Girls2Women

I have to confess that I really hate it when people call women "girls." I reserve the use of the term for, well, actual girls meaning those under the age  of 16 years old. Although I perfectly understand why people continue to describe grown women as "girls," somehow it strikes me as a means to demean and diminish.

Jane Elliott, a diversity trainer, famously said in her Blue-Eyed exercise to a young woman, "Get over cute, because you'll be cute until you are about 45. And then at 45, you won't be cute any more, you'll just be an old broad. There'll be whole bunch of 18 to 40 year olds there who are cuter than you are.
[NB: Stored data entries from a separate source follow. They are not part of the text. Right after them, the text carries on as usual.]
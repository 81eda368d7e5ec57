//! The static set of permissions that can be granted to roles.

use std::fmt::Display;

use rusqlite::types::{FromSql, FromSqlError, FromSqlResult, ToSql, ToSqlOutput, ValueRef};
use serde::{Deserialize, Serialize};

use crate::Error;

/// An atomic right checked by an API route.
///
/// The discriminants are the permission IDs stored in the database and must
/// not change.
#[derive(Debug, Clone, Copy, PartialEq, Eq, Hash, PartialOrd, Ord, Serialize, Deserialize)]
pub enum Permission {
    /// Can view all transactions.
    ViewTransactions = 1,
    /// Can create new transactions.
    CreateTransaction = 2,
    /// Can edit existing transactions.
    EditTransaction = 3,
    /// Can delete transactions.
    DeleteTransaction = 4,
    /// Can view all persons.
    ViewPersons = 11,
    /// Can create new persons.
    CreatePerson = 12,
    /// Can edit existing persons.
    EditPerson = 13,
    /// Can delete persons.
    DeletePerson = 14,
    /// Can view all cost types.
    ViewCostTypes = 21,
    /// Can create new cost types.
    CreateCostType = 22,
    /// Can edit existing cost types.
    EditCostType = 23,
    /// Can delete cost types.
    DeleteCostType = 24,
    /// Can view all users.
    ViewUsers = 31,
    /// Can create new users.
    CreateUser = 32,
    /// Can edit existing users.
    EditUser = 33,
    /// Can delete users.
    DeleteUser = 34,
    /// Can view all roles.
    ViewRoles = 41,
    /// Can create new roles.
    CreateRole = 42,
    /// Can edit existing roles.
    EditRole = 43,
    /// Can delete roles.
    DeleteRole = 44,
    /// Can manage permissions.
    ManagePermissions = 51,
    /// Can change system settings.
    SystemSettings = 52,
}

impl Permission {
    /// Every permission, in ID order.
    pub const ALL: [Permission; 22] = [
        Permission::ViewTransactions,
        Permission::CreateTransaction,
        Permission::EditTransaction,
        Permission::DeleteTransaction,
        Permission::ViewPersons,
        Permission::CreatePerson,
        Permission::EditPerson,
        Permission::DeletePerson,
        Permission::ViewCostTypes,
        Permission::CreateCostType,
        Permission::EditCostType,
        Permission::DeleteCostType,
        Permission::ViewUsers,
        Permission::CreateUser,
        Permission::EditUser,
        Permission::DeleteUser,
        Permission::ViewRoles,
        Permission::CreateRole,
        Permission::EditRole,
        Permission::DeleteRole,
        Permission::ManagePermissions,
        Permission::SystemSettings,
    ];

    /// The stable numeric ID of the permission.
    pub fn id(self) -> i64 {
        self as i64
    }

    /// Look up a permission by its numeric ID.
    ///
    /// # Errors
    ///
    /// Returns [Error::PermissionNotFound] if no permission has the ID `id`.
    pub fn from_id(id: i64) -> Result<Self, Error> {
        Self::ALL
            .into_iter()
            .find(|permission| permission.id() == id)
            .ok_or(Error::PermissionNotFound(id))
    }

    /// The name of the permission, e.g. "ViewTransactions".
    pub fn name(self) -> &'static str {
        match self {
            Permission::ViewTransactions => "ViewTransactions",
            Permission::CreateTransaction => "CreateTransaction",
            Permission::EditTransaction => "EditTransaction",
            Permission::DeleteTransaction => "DeleteTransaction",
            Permission::ViewPersons => "ViewPersons",
            Permission::CreatePerson => "CreatePerson",
            Permission::EditPerson => "EditPerson",
            Permission::DeletePerson => "DeletePerson",
            Permission::ViewCostTypes => "ViewCostTypes",
            Permission::CreateCostType => "CreateCostType",
            Permission::EditCostType => "EditCostType",
            Permission::DeleteCostType => "DeleteCostType",
            Permission::ViewUsers => "ViewUsers",
            Permission::CreateUser => "CreateUser",
            Permission::EditUser => "EditUser",
            Permission::DeleteUser => "DeleteUser",
            Permission::ViewRoles => "ViewRoles",
            Permission::CreateRole => "CreateRole",
            Permission::EditRole => "EditRole",
            Permission::DeleteRole => "DeleteRole",
            Permission::ManagePermissions => "ManagePermissions",
            Permission::SystemSettings => "SystemSettings",
        }
    }

    /// A sentence describing what the permission allows.
    pub fn description(self) -> &'static str {
        match self {
            Permission::ViewTransactions => "Can view all transactions",
            Permission::CreateTransaction => "Can create new transactions",
            Permission::EditTransaction => "Can edit existing transactions",
            Permission::DeleteTransaction => "Can delete transactions",
            Permission::ViewPersons => "Can view all persons",
            Permission::CreatePerson => "Can create new persons",
            Permission::EditPerson => "Can edit existing persons",
            Permission::DeletePerson => "Can delete persons",
            Permission::ViewCostTypes => "Can view all cost types",
            Permission::CreateCostType => "Can create new cost types",
            Permission::EditCostType => "Can edit existing cost types",
            Permission::DeleteCostType => "Can delete cost types",
            Permission::ViewUsers => "Can view all users",
            Permission::CreateUser => "Can create new users",
            Permission::EditUser => "Can edit existing users",
            Permission::DeleteUser => "Can delete users",
            Permission::ViewRoles => "Can view all roles",
            Permission::CreateRole => "Can create new roles",
            Permission::EditRole => "Can edit existing roles",
            Permission::DeleteRole => "Can delete roles",
            Permission::ManagePermissions => "Can manage permissions",
            Permission::SystemSettings => "Can change system settings",
        }
    }

    /// Convert a list of raw permission IDs from a request into permissions.
    ///
    /// Duplicate IDs are collapsed and the result is sorted by ID.
    ///
    /// # Errors
    ///
    /// Returns [Error::PermissionNotFound] for the first unknown ID.
    pub fn parse_ids(ids: &[i64]) -> Result<Vec<Self>, Error> {
        let mut permissions = ids
            .iter()
            .map(|&id| Self::from_id(id))
            .collect::<Result<Vec<_>, _>>()?;
        permissions.sort();
        permissions.dedup();

        Ok(permissions)
    }
}

impl Display for Permission {
    fn fmt(&self, f: &mut std::fmt::Formatter<'_>) -> std::fmt::Result {
        write!(f, "{}", self.name())
    }
}

impl ToSql for Permission {
    fn to_sql(&self) -> rusqlite::Result<ToSqlOutput<'_>> {
        Ok(ToSqlOutput::from(self.id()))
    }
}

impl FromSql for Permission {
    fn column_result(value: ValueRef<'_>) -> FromSqlResult<Self> {
        let id = value.as_i64()?;

        Permission::from_id(id).map_err(|_| FromSqlError::OutOfRange(id))
    }
}

/// The JSON view of a permission.
#[derive(Debug, Clone, PartialEq, Eq, Serialize, Deserialize)]
pub struct PermissionInfo {
    /// The stable numeric ID.
    pub id: i64,
    /// The permission name, e.g. "ViewTransactions".
    pub name: String,
    /// What the permission allows.
    pub description: String,
}

impl From<Permission> for PermissionInfo {
    fn from(permission: Permission) -> Self {
        Self {
            id: permission.id(),
            name: permission.name().to_owned(),
            description: permission.description().to_owned(),
        }
    }
}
And at that point, you'll say "I want that promotion". And somebody will say to you "Well, let's see, I don't think of you as qualified, I just think of you as cute". And then you're going to howl "sexism". Females, get over cute! Get competent! Get trained! Get capable! Get over cute! And those of you who are called Patty and Debby and Suzy - get over that, because we use those names to infantilize females. We keep females in their little girl state by the names we use for them. Get over it! If you want to be taken seriously, get serious! Get over it!"

Yet I'm sure if you asked someone, "Do you describe women as girls as a means to infantalize them?" s/he would vigorously object that s/he was doing so. And add to it that popular culture continues to reinforce the use of the term from the HBO series "Girls" to numerous book titles. At the same time what does it mean to take time to critically think about how we use words to describe one another?